Ј. Jaoooo.. (Yooooow..)
A versatile exclamation in Serbian, which I have gathered to be a good replacement for “yikes”, “wow”, or “oh man.”
К. Комшиница (Komshinitsa)
Literally, this means female neighbor (komšija for the guys), but sometimes I've heard it used in the way that our cashiers would say “ma’am” or “sir” at the grocery store or places like that. But being called "neighbor" is a lot cuter!
Л. Лоша организација транспорта пошилјке (losha organizatsiya transport poshilke/poor organization of the transportation of mail)
In class the other day while we were practicing how to talk about things we were satisfied or unsatisfied with, my teacher asked me what I was unsatisfied with in Serbia.
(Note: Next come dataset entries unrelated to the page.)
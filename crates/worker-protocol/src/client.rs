//! HTTP client for the worker service.

use std::time::{Duration, Instant};

use async_trait::async_trait;
use reqwest::Client;
use serde::{de::DeserializeOwned, Serialize};
use tracing::debug;

use crate::error::{WorkerError, WorkerResult};
use crate::types::{RenderRequest, RenderResponse, SampleRequest, SampleResponse};

/// Longest worker error body kept in a `WorkerError::Status`.
const MAX_ERROR_BODY: usize = 512;

/// Operations the worker answers.
///
/// One call is one request: implementations must not retry, cache, or batch.
#[async_trait]
pub trait MapWorker: Send + Sync {
    /// Render a variable as an overlay image.
    async fn render(&self, request: &RenderRequest) -> WorkerResult<RenderResponse>;

    /// Read a variable at a single point.
    async fn sample(&self, request: &SampleRequest) -> WorkerResult<SampleResponse>;
}

/// `MapWorker` backed by a single worker reachable over HTTP.
#[derive(Debug, Clone)]
pub struct HttpWorkerClient {
    client: Client,
    base_url: String,
}

impl HttpWorkerClient {
    /// Create a client for the worker at `base_url` (e.g. `http://localhost:5001`).
    ///
    /// No overall request timeout is set here; callers bound each call with
    /// their own deadline.
    pub fn new(base_url: &str) -> WorkerResult<Self> {
        let client = Client::builder()
            .connect_timeout(Duration::from_secs(10))
            .tcp_nodelay(true)
            .build()
            .map_err(|e| WorkerError::Unreachable(format!("failed to build HTTP client: {}", e)))?;

        Ok(Self {
            client,
            base_url: base_url.trim_end_matches('/').to_string(),
        })
    }

    pub fn base_url(&self) -> &str {
        &self.base_url
    }

    fn endpoint(&self, path: &str) -> String {
        format!("{}/{}", self.base_url, path)
    }

    async fn post_json<Req, Resp>(&self, path: &str, body: &Req) -> WorkerResult<Resp>
    where
        Req: Serialize + Sync,
        Resp: DeserializeOwned,
    {
        let url = self.endpoint(path);
        let started = Instant::now();

        let response = self.client.post(&url).json(body).send().await?;
        let status = response.status();

        debug!(
            url = %url,
            status = status.as_u16(),
            elapsed_ms = started.elapsed().as_millis() as u64,
            "Worker responded"
        );

        if !status.is_success() {
            let mut body = response.text().await.unwrap_or_default();
            truncate_utf8(&mut body, MAX_ERROR_BODY);
            return Err(WorkerError::Status {
                status: status.as_u16(),
                body,
            });
        }

        let bytes = response.bytes().await?;
        Ok(serde_json::from_slice(&bytes)?)
    }
}

#[async_trait]
impl MapWorker for HttpWorkerClient {
    async fn render(&self, request: &RenderRequest) -> WorkerResult<RenderResponse> {
        let response: RenderResponse = self.post_json("render", request).await?;
        response.bounds.validate()?;
        Ok(response)
    }

    async fn sample(&self, request: &SampleRequest) -> WorkerResult<SampleResponse> {
        self.post_json("sample", request).await
    }
}

fn truncate_utf8(s: &mut String, max: usize) {
    if s.len() <= max {
        return;
    }
    let mut cut = max;
    while !s.is_char_boundary(cut) {
        cut -= 1;
    }
    s.truncate(cut);
}

#[cfg(test)]
mod tests {
    use super::*;

    #[test]
    fn test_endpoint_joins_without_double_slash() {
        let client = HttpWorkerClient::new("http://localhost:5001/").unwrap();
        assert_eq!(client.base_url(), "http://localhost:5001");
        assert_eq!(client.endpoint("render"), "http://localhost:5001/render");

        let client = HttpWorkerClient::new("http://worker:8000/api").unwrap();
        assert_eq!(client.endpoint("sample"), "http://worker:8000/api/sample");
    }

    #[test]
    fn test_truncate_utf8() {
        let mut s = "ab°c".to_string();
        truncate_utf8(&mut s, 3);
        assert_eq!(s, "ab");

        let mut s = "short".to_string();
        truncate_utf8(&mut s, 512);
        assert_eq!(s, "short");
    }
}
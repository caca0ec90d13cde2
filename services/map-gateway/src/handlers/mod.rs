//! HTTP request handlers for the gateway.

pub mod catalog;
pub mod health;
pub mod maps;
//! Checks and normalisation for optional request fields.
//!
//! The worker only understands compact `YYYYMMDD` dates, integer hours and
//! integer pressure levels, while browser clients send whatever their form widgets
//! produce. These helpers convert what can be converted and reject the rest
//! before anything is forwarded.

use chrono::NaiveDate;
use serde::{Deserialize, Serialize};

use crate::error::ValidationError;

/// Normalise a date to `YYYYMMDD`. Accepts `YYYY-MM-DD` or `YYYYMMDD`.
pub fn normalize_date(date: &str) -> Result<String, ValidationError> {
    let date = date.trim();
    if date.is_empty() {
        return Err(ValidationError::EmptyDate);
    }

    let format = if date.len() == 8 && date.bytes().all(|b| b.is_ascii_digit()) {
        "%Y%m%d"
    } else {
        "%Y-%m-%d"
    };

    NaiveDate::parse_from_str(date, format)
        .map(|d| d.format("%Y%m%d").to_string())
        .map_err(|_| ValidationError::InvalidDate(date.to_string()))
}

/// Analysis cycles are hourly, 00Z through 23Z.
pub fn validate_hour(hour: u32) -> Result<u32, ValidationError> {
    if hour > 23 {
        return Err(ValidationError::InvalidHour(hour));
    }
    Ok(hour)
}

/// Analysis hour (UTC), always within 0..=23.
///
/// Accepts a JSON integer or a numeric string such as `"12"`, and always
/// serialises as an integer.
#[derive(Debug, Clone, Copy, PartialEq, Eq, Serialize, Deserialize)]
#[serde(try_from = "HourInput", into = "u32")]
pub struct Hour(u32);

impl Hour {
    pub fn new(hour: u32) -> Result<Self, ValidationError> {
        validate_hour(hour).map(Hour)
    }

    pub fn parse_str(value: &str) -> Result<Self, ValidationError> {
        let value = value.trim();
        let hour = value
            .parse::<u32>()
            .map_err(|_| ValidationError::InvalidHourFormat(value.to_string()))?;
        Self::new(hour)
    }

    pub fn value(&self) -> u32 {
        self.0
    }
}

impl From<Hour> for u32 {
    fn from(hour: Hour) -> Self {
        hour.0
    }
}

#[derive(Deserialize)]
#[serde(untagged)]
enum HourInput {
    Number(serde_json::Number),
    Text(String),
}

impl TryFrom<HourInput> for Hour {
    type Error = ValidationError;

    fn try_from(input: HourInput) -> Result<Self, Self::Error> {
        match input {
            HourInput::Text(s) => Hour::parse_str(&s),
            HourInput::Number(n) => match n.as_u64() {
                Some(h) => u32::try_from(h)
                    .map_err(|_| ValidationError::InvalidHourFormat(n.to_string()))
                    .and_then(Hour::new),
                None => Err(ValidationError::InvalidHourFormat(n.to_string())),
            },
        }
    }
}

/// Check a sample point lies on the globe.
pub fn validate_point(lat: f64, lon: f64) -> Result<(), ValidationError> {
    if !lat.is_finite() || !(-90.0..=90.0).contains(&lat) {
        return Err(ValidationError::InvalidLatitude(lat));
    }
    if !lon.is_finite() || !(-180.0..=180.0).contains(&lon) {
        return Err(ValidationError::InvalidLongitude(lon));
    }
    Ok(())
}

/// Isobaric level in millibars (0 means surface).
///
/// Accepts a JSON integer or a numeric string such as `"850"`, and always
/// serialises as an integer.
#[derive(Debug, Clone, Copy, PartialEq, Eq, Serialize, Deserialize)]
#[serde(try_from = "PressureLevelInput", into = "i32")]
pub struct PressureLevel(pub i32);

impl PressureLevel {
    pub fn parse_str(value: &str) -> Result<Self, ValidationError> {
        let value = value.trim();
        if value.is_empty() {
            return Err(ValidationError::MissingPressureLevel);
        }
        value
            .parse::<i32>()
            .map(PressureLevel)
            .map_err(|_| ValidationError::InvalidPressureLevel(value.to_string()))
    }

    pub fn millibars(&self) -> i32 {
        self.0
    }
}

impl From<PressureLevel> for i32 {
    fn from(level: PressureLevel) -> Self {
        level.0
    }
}

#[derive(Deserialize)]
#[serde(untagged)]
enum PressureLevelInput {
    Number(serde_json::Number),
    Text(String),
}

impl TryFrom<PressureLevelInput> for PressureLevel {
    type Error = ValidationError;

    fn try_from(input: PressureLevelInput) -> Result<Self, Self::Error> {
        match input {
            PressureLevelInput::Text(s) => PressureLevel::parse_str(&s),
            PressureLevelInput::Number(n) => {
                if let Some(i) = n.as_i64() {
                    return i32::try_from(i)
                        .map(PressureLevel)
                        .map_err(|_| ValidationError::InvalidPressureLevel(n.to_string()));
                }
                // 850.0 is fine, 12.3 is not
                match n.as_f64() {
                    Some(f) if f.fract() == 0.0 && f.abs() <= i32::MAX as f64 => {
                        Ok(PressureLevel(f as i32))
                    }
                    _ => Err(ValidationError::InvalidPressureLevel(n.to_string())),
                }
            }
        }
    }
}
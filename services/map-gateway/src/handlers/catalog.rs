//! Catalog discovery handlers.

use std::sync::Arc;

use axum::{Extension, Json};
use serde::Serialize;

use crate::catalog::{DataSource, PressureLevelInfo};
use crate::state::AppState;

#[derive(Debug, Serialize)]
pub struct SourcesResponse {
    pub sources: Vec<DataSource>,
}

#[derive(Debug, Serialize)]
pub struct VariableEntry {
    pub id: String,
    pub name: String,
    pub units: String,
    pub label: String,
}

#[derive(Debug, Serialize)]
pub struct VariablesResponse {
    pub variables: Vec<VariableEntry>,
}

#[derive(Debug, Serialize)]
pub struct PressureLevelsResponse {
    pub levels: Vec<PressureLevelInfo>,
}

/// GET /api/maps/sources
pub async fn sources_handler(Extension(state): Extension<Arc<AppState>>) -> Json<SourcesResponse> {
    Json(SourcesResponse {
        sources: state.catalog.sources.clone(),
    })
}

/// GET /api/maps/variables
pub async fn variables_handler(
    Extension(state): Extension<Arc<AppState>>,
) -> Json<VariablesResponse> {
    let variables = state
        .catalog
        .variables
        .iter()
        .map(|v| VariableEntry {
            id: v.id.clone(),
            name: v.name.clone(),
            units: v.units.clone(),
            label: v.label(),
        })
        .collect();

    Json(VariablesResponse { variables })
}

/// GET /api/maps/pressure-levels
pub async fn pressure_levels_handler(
    Extension(state): Extension<Arc<AppState>>,
) -> Json<PressureLevelsResponse> {
    Json(PressureLevelsResponse {
        levels: state.catalog.pressure_levels.clone(),
    })
}
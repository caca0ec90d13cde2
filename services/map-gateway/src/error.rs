//! Error responses for the sample route.

use axum::{
    http::StatusCode,
    response::{IntoResponse, Response},
    Json,
};
use serde::{Deserialize, Serialize};
use thiserror::Error;
use worker_protocol::{ValidationError, WorkerError};

/// Body of every error the gateway reports.
#[derive(Debug, Clone, Serialize, Deserialize)]
pub struct ErrorBody {
    pub error: String,
    pub detail: String,
}

/// Failure surfaced to the caller.
#[derive(Debug, Error)]
pub enum ApiError {
    /// Body was not valid JSON or lacked required fields.
    #[error("{0}")]
    MalformedRequest(String),

    #[error(transparent)]
    Validation(#[from] ValidationError),

    #[error(transparent)]
    Worker(#[from] WorkerError),
}

impl ApiError {
    pub fn status_code(&self) -> StatusCode {
        match self {
            ApiError::MalformedRequest(_) | ApiError::Validation(_) => StatusCode::BAD_REQUEST,
            ApiError::Worker(_) => StatusCode::BAD_GATEWAY,
        }
    }

    /// Stable, human-readable summary placed in the `error` field.
    pub fn title(&self) -> &'static str {
        match self {
            ApiError::MalformedRequest(_) | ApiError::Validation(_) => "Invalid sample request",
            ApiError::Worker(e) if e.is_unreachable() => "Python worker not reachable",
            ApiError::Worker(_) => "Python worker returned an error",
        }
    }
}

impl IntoResponse for ApiError {
    fn into_response(self) -> Response {
        let body = ErrorBody {
            error: self.title().to_string(),
            detail: self.to_string(),
        };
        (self.status_code(), Json(body)).into_response()
    }
}
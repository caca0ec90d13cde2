//! Gateway metrics.
//!
//! Recorded through the `metrics` facade; `main` installs the Prometheus
//! recorder, and without one (unit tests) these calls are no-ops.

use std::time::Duration;

use metrics::{counter, histogram};

/// Count an inbound request on one of the `/api/maps` routes.
pub fn record_request(route: &'static str) {
    counter!("gateway_requests_total", "route" => route).increment(1);
}

/// Record one forwarded worker call and how it ended.
pub fn record_worker_call(operation: &'static str, outcome: &'static str, elapsed: Duration) {
    counter!("worker_calls_total", "operation" => operation, "outcome" => outcome).increment(1);
    histogram!("worker_call_duration_ms", "operation" => operation)
        .record(elapsed.as_secs_f64() * 1000.0);
}

/// Count a render answered with the placeholder overlay.
pub fn record_fallback(reason: &'static str) {
    counter!("render_fallbacks_total", "reason" => reason).increment(1);
}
I tried to say that I was dissatisfied with the customs process, thinking specifically about my computer debacle, but apparently it sounded weird in Serbian.  The above is evidently what I should say instead...
Љ. Љубители кокице (lyubiteli kokitse/popcorn lovers) 
Popcorn is a really big thing in the world of street food in Belgrade. You can get it at stands all over the main pedestrian street (which happens to be right next to my faculty) in a wide variety of wacky flavors. And people definitely do. I just read an article that said that a single stand probably sold at least 140 bags a day!
М. Момо Капор (Momo Kapor) 
We’ve been reading short essays from this guy in my Serbian classes and they're fantastic! The ones we have been reading have all been witty attempts to illustrate the "soul" of Belgrade or Serbian people, in general. I think I need to make another trip to the bookstore...
Н. Нови Београд (Novi Beograd) 
Across the river from Old Belgrade, Novi Beograd is the home of my internship, some big malls, a Chinese market, and Zemun.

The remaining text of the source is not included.